▸ **What is needed**:
Go through the entries below and print, exactly, the lines starting at the one with "use crate::config::ClientConfig;" and ending at the one with "ImageCollection::new(Arc::new(api))", keeping both ends and no others.

▸ **Supplied material**:
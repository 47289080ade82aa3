//! Image handle and collection

use std::sync::Arc;

use serde_json::Value;

use super::resource::Resource;
use crate::api::stream::build_image_id;
use crate::api::{
    ApiClient, BuildOptions, Identifier, ListImagesOptions, ProgressEvent, PullOptions,
    PushOptions, RemoveImageOptions,
};
use crate::utils::parse_repository_tag;
use crate::Result;

const UNTAGGED: &str = "<none>:<none>";

#[derive(Debug, Clone, PartialEq)]
pub struct Image {
    resource: Resource,
}

impl Image {
    pub(crate) fn new(client: Arc<ApiClient>, attrs: Value) -> Self {
        Self {
            resource: Resource::new(client, attrs, "Id"),
        }
    }

    pub fn id(&self) -> &str {
        self.resource.id()
    }

    /// `sha256:` plus the first 10 hex digits
    pub fn short_id(&self) -> &str {
        self.resource.short_id()
    }

    pub fn attrs(&self) -> &Value {
        self.resource.attrs()
    }

    pub fn labels(&self) -> Option<&Value> {
        self.resource.attr("/Config/Labels")
    }

    /// `repository:tag` references, untagged placeholders dropped
    pub fn tags(&self) -> Vec<&str> {
        self.resource
            .attr("/RepoTags")
            .and_then(Value::as_array)
            .map(|tags| {
                tags.iter()
                    .filter_map(Value::as_str)
                    .filter(|t| *t != UNTAGGED)
                    .collect()
            })
            .unwrap_or_default()
    }

    pub fn history(&self) -> Result<Value> {
        self.resource.client().history(self)
    }

    pub fn reload(&mut self) -> Result<()> {
        let attrs = self.resource.client().inspect_image(self)?;
        self.resource.replace(attrs);
        Ok(())
    }

    pub fn tag(&self, repository: &str, tag: Option<&str>, force: bool) -> Result<bool> {
        self.resource.client().tag(self, repository, tag, force)
    }

    /// Push `repository` after tagging; consumes the whole progress stream
    pub fn push(&self, repository: &str, options: &PushOptions) -> Result<Vec<ProgressEvent>> {
        self.resource.client().push(repository, options)?.finish()
    }

    pub fn remove(&self, options: &RemoveImageOptions) -> Result<()> {
        self.resource.client().remove_image(self, options)
    }
}

impl Identifier for Image {
    fn identifier(&self) -> Option<String> {
        Some(self.id().to_string())
    }
}

#[derive(Clone)]
pub struct ImageCollection {
    client: Arc<ApiClient>,
}

impl ImageCollection {
    pub(crate) fn new(client: Arc<ApiClient>) -> Self {
        Self { client }
    }

    /// Build and return the resulting image
    ///
    /// The whole event stream is consumed; an `error` event or a stream
    /// without a success marker is [`crate::Error::Build`].
    pub fn build(&self, options: &BuildOptions) -> Result<Image> {
        let events = self.client.build(options)?;
        let image_id = build_image_id(events)?;
        tracing::info!(image = %image_id, "build finished");
        self.get(image_id.as_str())
    }

    pub fn get(&self, name: &(impl Identifier + ?Sized)) -> Result<Image> {
        let attrs = self.client.inspect_image(name)?;
        Ok(Image::new(self.client.clone(), attrs))
    }

    pub fn list(&self, options: &ListImagesOptions) -> Result<Vec<Image>> {
        let options = ListImagesOptions {
            quiet: false,
            ..options.clone()
        };
        Ok(self
            .client
            .images(&options)?
            .into_iter()
            .map(|attrs| Image::new(self.client.clone(), attrs))
            .collect())
    }

    /// Pull to completion and return the pulled image
    pub fn pull(&self, name: &str, options: &PullOptions) -> Result<Image> {
        self.client.pull(name, options)?.finish()?;
        let (repo, embedded_tag) = parse_repository_tag(name);
        let tag = options
            .tag
            .clone()
            .or(embedded_tag)
            .unwrap_or_else(|| "latest".to_string());
        let separator = if tag.contains(':') { '@' } else { ':' };
        self.get(format!("{}{}{}", repo, separator, tag).as_str())
    }

    pub fn push(&self, repository: &str, options: &PushOptions) -> Result<Vec<ProgressEvent>> {
        self.client.push(repository, options)?.finish()
    }

    pub fn remove(&self, image: &(impl Identifier + ?Sized), options: &RemoveImageOptions) -> Result<()> {
        self.client.remove_image(image, options)
    }
}

#[cfg(test)]
mod tests {
    use super::*;
    use crate::config::ClientConfig;
    use crate::transport::{MockTransport, Response};
    use crate::Error;
    use http::StatusCode;
    use serde_json::json;

    fn collection(transport: MockTransport) -> ImageCollection {
        let api = ApiClient::with_transport(Arc::new(transport), &ClientConfig::default()).unwrap();
        ImageCollection::new(Arc::new(api))
    }

    #[test]
    fn test_tags_skip_untagged() {
        let images = collection(MockTransport::new());
        let image = Image::new(
            images.client.clone(),
            json!({"Id": "sha256:aaaa", "RepoTags": ["alpine:3.4", "<none>:<none>"]}),
        );
        assert_eq!(image.tags(), vec!["alpine:3.4"]);
    }

    #[test]
    fn test_build_failure_is_build_error() {
        let mut transport = MockTransport::new();
        transport.expect_send().times(1).returning(|_| {
            Ok(Response::from_bytes(
                StatusCode::OK,
                "{\"stream\":\"Step 1 : FROOM alpine\\n\"}\n{\"error\":\"no such instruction\"}\n",
            ))
        });
        let err = collection(transport)
            .build(&BuildOptions::from_context(vec![1]))
            .unwrap_err();
        assert!(matches!(err, Error::Build(ref m) if m.contains("no such instruction")));
    }

    #[test]
    fn test_pull_returns_tagged_image() {
        let mut transport = MockTransport::new();
        let mut seq = mockall::Sequence::new();
        transport
            .expect_send()
            .withf(|req| req.route() == "/v1.24/images/create")
            .times(1)
            .in_sequence(&mut seq)
            .returning(|_| Ok(Response::from_bytes(StatusCode::OK, "{\"status\":\"Done\"}")));
        transport
            .expect_send()
            .withf(|req| req.route() == "/v1.24/images/busybox:1.25/json")
            .times(1)
            .in_sequence(&mut seq)
            .returning(|_| Ok(Response::json(StatusCode::OK, &json!({"Id": "sha256:bb"}))));

        let image = collection(transport)
            .pull("busybox", &PullOptions::default().with_tag("1.25"))
            .unwrap();
        assert_eq!(image.id(), "sha256:bb");
    }
}
//! The swarm this engine belongs to, if any

use std::sync::Arc;

use http::StatusCode;
use serde_json::{Map, Value};

use super::resource::Resource;
use crate::api::{ApiClient, InitSwarmOptions, JoinSwarmOptions};
use crate::types::{SwarmSpec, DEFAULT_NODE_CERT_EXPIRY};
use crate::{Error, Result};

/// Singleton handle; attrs stay empty while the engine is not in a swarm
#[derive(Debug, Clone)]
pub struct Swarm {
    resource: Resource,
}

impl Swarm {
    /// Handle with an initial reload; not being in a swarm is not an error
    pub(crate) fn attach(client: Arc<ApiClient>) -> Result<Self> {
        let mut swarm = Self {
            resource: Resource::new(client, Value::Object(Map::new()), "ID"),
        };
        swarm.reload()?;
        Ok(swarm)
    }

    /// Empty until the engine joins or initializes a swarm
    pub fn id(&self) -> Option<&str> {
        Some(self.resource.id()).filter(|id| !id.is_empty())
    }

    pub fn attrs(&self) -> &Value {
        self.resource.attrs()
    }

    pub fn version(&self) -> Option<u64> {
        self.resource.attr("/Version/Index").and_then(Value::as_u64)
    }

    pub fn join_tokens(&self) -> Option<&Value> {
        self.resource.attr("/JoinTokens")
    }

    /// Re-read cluster state; empties the attrs if the engine left
    ///
    /// Engines outside a swarm answer 406, or 503 on some daemon versions.
    pub fn reload(&mut self) -> Result<()> {
        let api = self.resource.client().clone();
        if api.gate().below("1.24") {
            self.resource.replace(Value::Object(Map::new()));
            return Ok(());
        }
        match api.inspect_swarm() {
            Ok(attrs) => {
                self.resource.replace(attrs);
                Ok(())
            }
            Err(e) if is_not_in_swarm(&e) => {
                tracing::warn!("engine is not part of a swarm");
                self.resource.replace(Value::Object(Map::new()));
                Ok(())
            }
            Err(e) => Err(e),
        }
    }

    /// Initialize a new swarm with this engine as manager; returns the node id
    pub fn init(&mut self, options: &InitSwarmOptions) -> Result<String> {
        let node_id = self.resource.client().init_swarm(options)?;
        self.reload()?;
        Ok(node_id)
    }

    pub fn join(&mut self, options: &JoinSwarmOptions) -> Result<()> {
        self.resource.client().join_swarm(options)?;
        self.reload()
    }

    pub fn leave(&mut self, force: bool) -> Result<()> {
        self.resource.client().leave_swarm(force)?;
        self.resource.replace(Value::Object(Map::new()));
        Ok(())
    }

    /// Apply `spec` at the cached version
    ///
    /// A spec without a node certificate expiry gets the 90 day default,
    /// since the daemon otherwise resets it.
    pub fn update(
        &self,
        spec: &SwarmSpec,
        rotate_worker_token: bool,
        rotate_manager_token: bool,
    ) -> Result<()> {
        let version = self
            .version()
            .ok_or_else(|| Error::InvalidArgument("not part of a swarm; nothing to update".into()))?;
        let mut spec = spec.clone();
        if spec.node_cert_expiry.is_none() {
            spec.node_cert_expiry = Some(DEFAULT_NODE_CERT_EXPIRY);
        }
        self.resource
            .client()
            .update_swarm(version, Some(&spec), rotate_worker_token, rotate_manager_token)
    }
}

fn is_not_in_swarm(err: &Error) -> bool {
    match err {
        Error::Api(e) => {
            e.status == StatusCode::NOT_ACCEPTABLE
                || (e.status == StatusCode::SERVICE_UNAVAILABLE
                    && e.explanation
                        .as_deref()
                        .is_some_and(|m| m.contains("not part of a swarm")))
        }
        _ => false,
    }
}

▸ **Response**:
    use crate::config::ClientConfig;
    use crate::transport::{MockTransport, Response};
    use crate::Error;
    use http::StatusCode;
    use serde_json::json;

    fn collection(transport: MockTransport) -> ImageCollection {
        let api = ApiClient::with_transport(Arc::new(transport), &ClientConfig::default()).unwrap();
        ImageCollection::new(Arc::new(api))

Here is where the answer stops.